[Collected data entries]
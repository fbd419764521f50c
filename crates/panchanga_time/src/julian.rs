//! Gregorian calendar ↔ Julian Day conversions.
//!
//! Standard Fliegel/Meeus arithmetic. A Julian Day begins at 12:00, so a
//! calendar midnight always lands on a half-integer JD. `day_frac` carries
//! the time of day: `15.0` is 0h on the 15th, `15.5` is 12h.

/// Julian Day of the J2000.0 epoch (2000-01-01 12:00 TT).
pub const J2000_JD: f64 = 2_451_545.0;

/// Seconds per day.
pub const SECONDS_PER_DAY: f64 = 86_400.0;

/// First JD of the Gregorian calendar (1582-10-15 0h).
const GREGORIAN_START_JD: f64 = 2_299_160.5;

/// Convert a calendar date to a Julian Day.
///
/// Dates on or after 1582-10-15 are treated as Gregorian, earlier dates as
/// Julian-calendar (the historical convention; the engine's validity window
/// starts well after the reform, so in practice only the Gregorian branch
/// runs).
pub fn calendar_to_jd(year: i32, month: u32, day_frac: f64) -> f64 {
    let (y, m) = if month <= 2 {
        (year - 1, month + 12)
    } else {
        (year, month)
    };
    let yf = y as f64;

    let jd_no_reform = (365.25 * (yf + 4716.0)).floor()
        + (30.6001 * (m as f64 + 1.0)).floor()
        + day_frac
        - 1524.5;

    if jd_no_reform >= GREGORIAN_START_JD {
        let a = (yf / 100.0).floor();
        jd_no_reform + 2.0 - a + (a / 4.0).floor()
    } else {
        jd_no_reform
    }
}

/// Convert a Julian Day back to `(year, month, day_frac)`.
pub fn jd_to_calendar(jd: f64) -> (i32, u32, f64) {
    let z = (jd + 0.5).floor();
    let f = jd + 0.5 - z;

    let a = if z < 2_299_161.0 {
        z
    } else {
        let alpha = ((z - 1_867_216.25) / 36_524.25).floor();
        z + 1.0 + alpha - (alpha / 4.0).floor()
    };

    let b = a + 1524.0;
    let c = ((b - 122.1) / 365.25).floor();
    let d = (365.25 * c).floor();
    let e = ((b - d) / 30.6001).floor();

    let day_frac = b - d - (30.6001 * e).floor() + f;
    let month = if e < 14.0 { e - 1.0 } else { e - 13.0 };
    let year = if month > 2.0 { c - 4716.0 } else { c - 4715.0 };

    (year as i32, month as u32, day_frac)
}

/// Julian centuries since J2000.0.
pub fn jd_to_centuries(jd: f64) -> f64 {
    (jd - J2000_JD) / 36_525.0
}

/// Civil weekday index of the day containing `jd`, 0 = Sunday .. 6 = Saturday.
///
/// The weekday flips at calendar midnight (the .5 JD boundary).
pub fn weekday_index(jd: f64) -> u8 {
    ((jd + 1.5).floor() as i64).rem_euclid(7) as u8
}
//! Observer location for sunrise-anchored calculations.

use serde::{Deserialize, Serialize};

/// Geographic location plus the fixed UTC offset its civil clock runs on.
///
/// The offset stands in for a time zone: panchanga days are bounded by
/// local sunrise and local midnight, both of which need the civil clock,
/// and a fixed offset covers every practical query without a zone
/// database. DST-observing places should pass the offset in force on the
/// queried date.
#[derive(Debug, Clone, Copy, PartialEq, Serialize, Deserialize)]
pub struct Location {
    /// Geodetic latitude in degrees, north positive. Range: [-90, 90].
    pub latitude_deg: f64,
    /// Geodetic longitude in degrees, east positive. Range: [-180, 180].
    pub longitude_deg: f64,
    /// Altitude above mean sea level in meters.
    pub altitude_m: f64,
    /// Civil clock offset from UTC in hours, east positive (IST = 5.5).
    pub utc_offset_hours: f64,
}

impl Location {
    pub fn new(
        latitude_deg: f64,
        longitude_deg: f64,
        altitude_m: f64,
        utc_offset_hours: f64,
    ) -> Self {
        Self {
            latitude_deg,
            longitude_deg,
            altitude_m,
            utc_offset_hours,
        }
    }

    /// Validate all fields. Returns a description of the first problem.
    pub fn validate(&self) -> Result<(), &'static str> {
        if !self.latitude_deg.is_finite() || self.latitude_deg.abs() > 90.0 {
            return Err("latitude must be in [-90, 90] degrees");
        }
        if !self.longitude_deg.is_finite() || self.longitude_deg.abs() > 180.0 {
            return Err("longitude must be in [-180, 180] degrees");
        }
        if !self.altitude_m.is_finite() || !(-500.0..=9000.0).contains(&self.altitude_m) {
            return Err("altitude must be in [-500, 9000] meters");
        }
        if !self.utc_offset_hours.is_finite() || !(-12.0..=14.0).contains(&self.utc_offset_hours) {
            return Err("utc offset must be in [-12, 14] hours");
        }
        Ok(())
    }

    /// Latitude in radians.
    pub fn latitude_rad(&self) -> f64 {
        self.latitude_deg.to_radians()
    }

    /// Longitude in radians (east positive).
    pub fn longitude_rad(&self) -> f64 {
        self.longitude_deg.to_radians()
    }
}

#[cfg(test)]
mod tests {
    use super::*;

    fn delhi() -> Location {
        Location::new(28.6139, 77.209, 216.0, 5.5)
    }

    #[test]
    fn valid_location_passes() {
        assert!(delhi().validate().is_ok());
    }

    #[test]
    fn latitude_out_of_range() {
        let mut loc = delhi();
        loc.latitude_deg = 91.0;
        assert!(loc.validate().is_err());
        loc.latitude_deg = f64::NAN;
        assert!(loc.validate().is_err());
    }

    #[test]
    fn longitude_out_of_range() {
        let mut loc = delhi();
        loc.longitude_deg = -180.5;
        assert!(loc.validate().is_err());
    }

    #[test]
    fn offset_out_of_range() {
        let mut loc = delhi();
        loc.utc_offset_hours = 15.0;
        assert!(loc.validate().is_err());
    }

    #[test]
    fn radians_conversion() {
        let loc = delhi();
        assert!((loc.latitude_rad() - 28.6139_f64.to_radians()).abs() < 1e-15);
        assert!((loc.longitude_rad() - 77.209_f64.to_radians()).abs() < 1e-15);
    }
}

REQUIRED ACTION:
Reproduce every line above without error.

SOLUTION FOR THIS TASK:
repository fbd419764521f50c
filename crates/panchanga_time/src/julian.rs
//! Gregorian calendar ↔ Julian Day conversions.
//!
//! Standard Fliegel/Meeus arithmetic. A Julian Day begins at 12:00, so a
//! calendar midnight always lands on a half-integer JD. `day_frac` carries
//! the time of day: `15.0` is 0h on the 15th, `15.5` is 12h.

/// Julian Day of the J2000.0 epoch (2000-01-01 12:00 TT).
pub const J2000_JD: f64 = 2_451_545.0;

/// Seconds per day.
pub const SECONDS_PER_DAY: f64 = 86_400.0;

/// First JD of the Gregorian calendar (1582-10-15 0h).
const GREGORIAN_START_JD: f64 = 2_299_160.5;

/// Convert a calendar date to a Julian Day.
///
/// Dates on or after 1582-10-15 are treated as Gregorian, earlier dates as
/// Julian-calendar (the historical convention; the engine's validity window
/// starts well after the reform, so in practice only the Gregorian branch
/// runs).
pub fn calendar_to_jd(year: i32, month: u32, day_frac: f64) -> f64 {
    let (y, m) = if month <= 2 {
        (year - 1, month + 12)
    } else {
        (year, month)
    };
    let yf = y as f64;

    let jd_no_reform = (365.25 * (yf + 4716.0)).floor()
        + (30.6001 * (m as f64 + 1.0)).floor()
        + day_frac
        - 1524.5;

    if jd_no_reform >= GREGORIAN_START_JD {
        let a = (yf / 100.0).floor();
        jd_no_reform + 2.0 - a + (a / 4.0).floor()
    } else {
        jd_no_reform
    }
}

/// Convert a Julian Day back to `(year, month, day_frac)`.
pub fn jd_to_calendar(jd: f64) -> (i32, u32, f64) {
    let z = (jd + 0.5).floor();
    let f = jd + 0.5 - z;

    let a = if z < 2_299_161.0 {
        z
    } else {
        let alpha = ((z - 1_867_216.25) / 36_524.25).floor();
        z + 1.0 + alpha - (alpha / 4.0).floor()
    };

    let b = a + 1524.0;
    let c = ((b - 122.1) / 365.25).floor();
    let d = (365.25 * c).floor();
    let e = ((b - d) / 30.6001).floor();

    let day_frac = b - d - (30.6001 * e).floor() + f;
    let month = if e < 14.0 { e - 1.0 } else { e - 13.0 };
    let year = if month > 2.0 { c - 4716.0 } else { c - 4715.0 };

    (year as i32, month as u32, day_frac)
}

/// Julian centuries since J2000.0.
pub fn jd_to_centuries(jd: f64) -> f64 {
    (jd - J2000_JD) / 36_525.0
}

/// Civil weekday index of the day containing `jd`, 0 = Sunday .. 6 = Saturday.
///
/// The weekday flips at calendar midnight (the .5 JD boundary).
pub fn weekday_index(jd: f64) -> u8 {
    ((jd + 1.5).floor() as i64).rem_euclid(7) as u8
}
//! Observer location for sunrise-anchored calculations.

use serde::{Deserialize, Serialize};

/// Geographic location plus the fixed UTC offset its civil clock runs on.
///
/// The offset stands in for a time zone: panchanga days are bounded by
/// local sunrise and local midnight, both of which need the civil clock,
/// and a fixed offset covers every practical query without a zone
/// database. DST-observing places should pass the offset in force on the
/// queried date.
#[derive(Debug, Clone, Copy, PartialEq, Serialize, Deserialize)]
pub struct Location {
    /// Geodetic latitude in degrees, north positive. Range: [-90, 90].
    pub latitude_deg: f64,
    /// Geodetic longitude in degrees, east positive. Range: [-180, 180].
    pub longitude_deg: f64,
    /// Altitude above mean sea level in meters.
    pub altitude_m: f64,
    /// Civil clock offset from UTC in hours, east positive (IST = 5.5).
    pub utc_offset_hours: f64,
}

impl Location {
    pub fn new(
        latitude_deg: f64,
        longitude_deg: f64,
        altitude_m: f64,
        utc_offset_hours: f64,
    ) -> Self {
        Self {
            latitude_deg,
            longitude_deg,
            altitude_m,
            utc_offset_hours,
        }
    }

    /// Validate all fields. Returns a description of the first problem.
    pub fn validate(&self) -> Result<(), &'static str> {
        if !self.latitude_deg.is_finite() || self.latitude_deg.abs() > 90.0 {
            return Err("latitude must be in [-90, 90] degrees");
        }
        if !self.longitude_deg.is_finite() || self.longitude_deg.abs() > 180.0 {
            return Err("longitude must be in [-180, 180] degrees");
        }
        if !self.altitude_m.is_finite() || !(-500.0..=9000.0).contains(&self.altitude_m) {
            return Err("altitude must be in [-500, 9000] meters");
        }
        if !self.utc_offset_hours.is_finite() || !(-12.0..=14.0).contains(&self.utc_offset_hours) {
            return Err("utc offset must be in [-12, 14] hours");
        }
        Ok(())
    }

    /// Latitude in radians.
    pub fn latitude_rad(&self) -> f64 {
        self.latitude_deg.to_radians()
    }

    /// Longitude in radians (east positive).
    pub fn longitude_rad(&self) -> f64 {
        self.longitude_deg.to_radians()
    }
}

#[cfg(test)]
mod tests {
    use super::*;

    fn delhi() -> Location {
        Location::new(28.6139, 77.209, 216.0, 5.5)
    }

    #[test]
    fn valid_location_passes() {
        assert!(delhi().validate().is_ok());
    }

    #[test]
    fn latitude_out_of_range() {
        let mut loc = delhi();
        loc.latitude_deg = 91.0;
        assert!(loc.validate().is_err());
        loc.latitude_deg = f64::NAN;
        assert!(loc.validate().is_err());
    }

    #[test]
    fn longitude_out_of_range() {
        let mut loc = delhi();
        loc.longitude_deg = -180.5;
        assert!(loc.validate().is_err());
    }

    #[test]
    fn offset_out_of_range() {
        let mut loc = delhi();
        loc.utc_offset_hours = 15.0;
        assert!(loc.validate().is_err());
    }

    #[test]
    fn radians_conversion() {
        let loc = delhi();
        assert!((loc.latitude_rad() - 28.6139_f64.to_radians()).abs() < 1e-15);
        assert!((loc.longitude_rad() - 77.209_f64.to_radians()).abs() < 1e-15);
    }
}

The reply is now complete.